§ **Aim of the exercise**
With the records in front of you, set every one of them down exactly.

--- START ---

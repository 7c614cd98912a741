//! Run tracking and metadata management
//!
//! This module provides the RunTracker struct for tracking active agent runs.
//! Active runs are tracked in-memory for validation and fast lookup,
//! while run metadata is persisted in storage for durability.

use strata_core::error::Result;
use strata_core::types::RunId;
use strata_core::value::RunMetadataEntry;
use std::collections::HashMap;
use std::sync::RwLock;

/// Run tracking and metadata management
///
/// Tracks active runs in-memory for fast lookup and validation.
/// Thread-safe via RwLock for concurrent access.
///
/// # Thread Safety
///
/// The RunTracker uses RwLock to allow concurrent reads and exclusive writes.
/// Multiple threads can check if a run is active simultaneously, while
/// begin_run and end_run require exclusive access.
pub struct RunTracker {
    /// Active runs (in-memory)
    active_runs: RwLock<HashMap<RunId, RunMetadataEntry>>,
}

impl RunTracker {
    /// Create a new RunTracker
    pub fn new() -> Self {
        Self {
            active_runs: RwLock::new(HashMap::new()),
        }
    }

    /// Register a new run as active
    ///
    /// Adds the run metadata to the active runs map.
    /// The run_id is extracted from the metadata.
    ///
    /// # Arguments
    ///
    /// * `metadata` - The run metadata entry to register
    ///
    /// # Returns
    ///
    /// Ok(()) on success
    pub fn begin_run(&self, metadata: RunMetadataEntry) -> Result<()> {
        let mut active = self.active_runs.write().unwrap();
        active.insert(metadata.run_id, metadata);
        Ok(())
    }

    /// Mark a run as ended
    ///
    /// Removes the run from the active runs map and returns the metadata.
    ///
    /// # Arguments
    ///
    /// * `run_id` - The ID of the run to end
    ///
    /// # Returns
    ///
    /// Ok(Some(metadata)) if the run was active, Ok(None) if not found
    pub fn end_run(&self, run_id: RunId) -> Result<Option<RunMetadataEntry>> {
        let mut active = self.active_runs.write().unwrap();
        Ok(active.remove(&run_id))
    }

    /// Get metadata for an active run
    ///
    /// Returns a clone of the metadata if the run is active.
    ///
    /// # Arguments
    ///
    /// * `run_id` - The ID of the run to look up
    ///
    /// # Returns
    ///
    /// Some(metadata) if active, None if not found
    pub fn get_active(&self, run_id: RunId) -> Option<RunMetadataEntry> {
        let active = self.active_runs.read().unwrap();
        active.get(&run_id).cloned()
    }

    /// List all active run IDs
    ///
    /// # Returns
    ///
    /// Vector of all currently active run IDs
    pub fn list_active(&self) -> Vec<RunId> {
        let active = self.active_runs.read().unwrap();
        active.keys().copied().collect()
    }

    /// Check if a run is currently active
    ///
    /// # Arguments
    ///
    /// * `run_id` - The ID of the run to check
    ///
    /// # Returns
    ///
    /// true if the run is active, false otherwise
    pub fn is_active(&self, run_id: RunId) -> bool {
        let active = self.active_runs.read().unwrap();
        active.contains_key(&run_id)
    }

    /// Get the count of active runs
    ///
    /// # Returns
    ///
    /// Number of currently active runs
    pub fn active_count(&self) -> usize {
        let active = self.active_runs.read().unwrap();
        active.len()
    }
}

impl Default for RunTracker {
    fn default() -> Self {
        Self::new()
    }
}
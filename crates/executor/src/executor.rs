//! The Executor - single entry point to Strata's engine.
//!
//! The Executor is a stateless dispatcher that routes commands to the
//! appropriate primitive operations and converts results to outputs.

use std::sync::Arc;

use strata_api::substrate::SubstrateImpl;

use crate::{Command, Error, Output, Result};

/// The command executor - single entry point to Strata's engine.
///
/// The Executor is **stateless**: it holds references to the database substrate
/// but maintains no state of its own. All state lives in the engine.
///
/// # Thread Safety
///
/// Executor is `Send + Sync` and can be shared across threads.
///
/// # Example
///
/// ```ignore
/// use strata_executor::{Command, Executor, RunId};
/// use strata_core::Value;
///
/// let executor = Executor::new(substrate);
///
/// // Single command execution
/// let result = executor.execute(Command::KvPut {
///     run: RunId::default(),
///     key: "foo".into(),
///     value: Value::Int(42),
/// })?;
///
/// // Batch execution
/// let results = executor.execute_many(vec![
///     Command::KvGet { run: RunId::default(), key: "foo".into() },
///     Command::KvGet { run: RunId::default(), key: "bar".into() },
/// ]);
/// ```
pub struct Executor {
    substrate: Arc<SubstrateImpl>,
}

--- END ---

§ **Answer to this exercise**
repository 7c614cd98912a741
//! Run tracking and metadata management
//!
//! This module provides the RunTracker struct for tracking active agent runs.
//! Active runs are tracked in-memory for validation and fast lookup,
//! while run metadata is persisted in storage for durability.

use strata_core::error::Result;
use strata_core::types::RunId;
use strata_core::value::RunMetadataEntry;
use std::collections::HashMap;
use std::sync::RwLock;

/// Run tracking and metadata management
///
/// Tracks active runs in-memory for fast lookup and validation.
/// Thread-safe via RwLock for concurrent access.
///
/// # Thread Safety
///
/// The RunTracker uses RwLock to allow concurrent reads and exclusive writes.
/// Multiple threads can check if a run is active simultaneously, while
/// begin_run and end_run require exclusive access.
pub struct RunTracker {
    /// Active runs (in-memory)
    active_runs: RwLock<HashMap<RunId, RunMetadataEntry>>,
}

impl RunTracker {
    /// Create a new RunTracker
    pub fn new() -> Self {
        Self {
            active_runs: RwLock::new(HashMap::new()),
        }
    }

    /// Register a new run as active
    ///
    /// Adds the run metadata to the active runs map.
    /// The run_id is extracted from the metadata.
    ///
    /// # Arguments
    ///
    /// * `metadata` - The run metadata entry to register
    ///
    /// # Returns
    ///
    /// Ok(()) on success
    pub fn begin_run(&self, metadata: RunMetadataEntry) -> Result<()> {
        let mut active = self.active_runs.write().unwrap();
        active.insert(metadata.run_id, metadata);
        Ok(())
    }

    /// Mark a run as ended
    ///
    /// Removes the run from the active runs map and returns the metadata.
    ///
    /// # Arguments
    ///
    /// * `run_id` - The ID of the run to end
    ///
    /// # Returns
    ///
    /// Ok(Some(metadata)) if the run was active, Ok(None) if not found
    pub fn end_run(&self, run_id: RunId) -> Result<Option<RunMetadataEntry>> {
        let mut active = self.active_runs.write().unwrap();
        Ok(active.remove(&run_id))
    }

    /// Get metadata for an active run
    ///
    /// Returns a clone of the metadata if the run is active.
    ///
    /// # Arguments
    ///
    /// * `run_id` - The ID of the run to look up
    ///
    /// # Returns
    ///
    /// Some(metadata) if active, None if not found
    pub fn get_active(&self, run_id: RunId) -> Option<RunMetadataEntry> {
        let active = self.active_runs.read().unwrap();
        active.get(&run_id).cloned()
    }

    /// List all active run IDs
    ///
    /// # Returns
    ///
    /// Vector of all currently active run IDs
    pub fn list_active(&self) -> Vec<RunId> {
        let active = self.active_runs.read().unwrap();
        active.keys().copied().collect()
    }

    /// Check if a run is currently active
    ///
    /// # Arguments
    ///
    /// * `run_id` - The ID of the run to check
    ///
    /// # Returns
    ///
    /// true if the run is active, false otherwise
    pub fn is_active(&self, run_id: RunId) -> bool {
        let active = self.active_runs.read().unwrap();
        active.contains_key(&run_id)
    }

    /// Get the count of active runs
    ///
    /// # Returns
    ///
    /// Number of currently active runs
    pub fn active_count(&self) -> usize {
        let active = self.active_runs.read().unwrap();
        active.len()
    }
}

impl Default for RunTracker {
    fn default() -> Self {
        Self::new()
    }
}
filename crates/executor/src/executor.rs
//! The Executor - single entry point to Strata's engine.
//!
//! The Executor is a stateless dispatcher that routes commands to the
//! appropriate primitive operations and converts results to outputs.

use std::sync::Arc;

use strata_api::substrate::SubstrateImpl;

use crate::{Command, Error, Output, Result};

/// The command executor - single entry point to Strata's engine.
///
/// The Executor is **stateless**: it holds references to the database substrate
/// but maintains no state of its own. All state lives in the engine.
///
/// # Thread Safety
///
/// Executor is `Send + Sync` and can be shared across threads.
///
/// # Example
///
/// ```ignore
/// use strata_executor::{Command, Executor, RunId};
/// use strata_core::Value;
///
/// let executor = Executor::new(substrate);
///
/// // Single command execution
/// let result = executor.execute(Command::KvPut {
///     run: RunId::default(),
///     key: "foo".into(),
///     value: Value::Int(42),
/// })?;
///
/// // Batch execution
/// let results = executor.execute_many(vec![
///     Command::KvGet { run: RunId::default(), key: "foo".into() },
///     Command::KvGet { run: RunId::default(), key: "bar".into() },
/// ]);
/// ```
pub struct Executor {
    substrate: Arc<SubstrateImpl>,
}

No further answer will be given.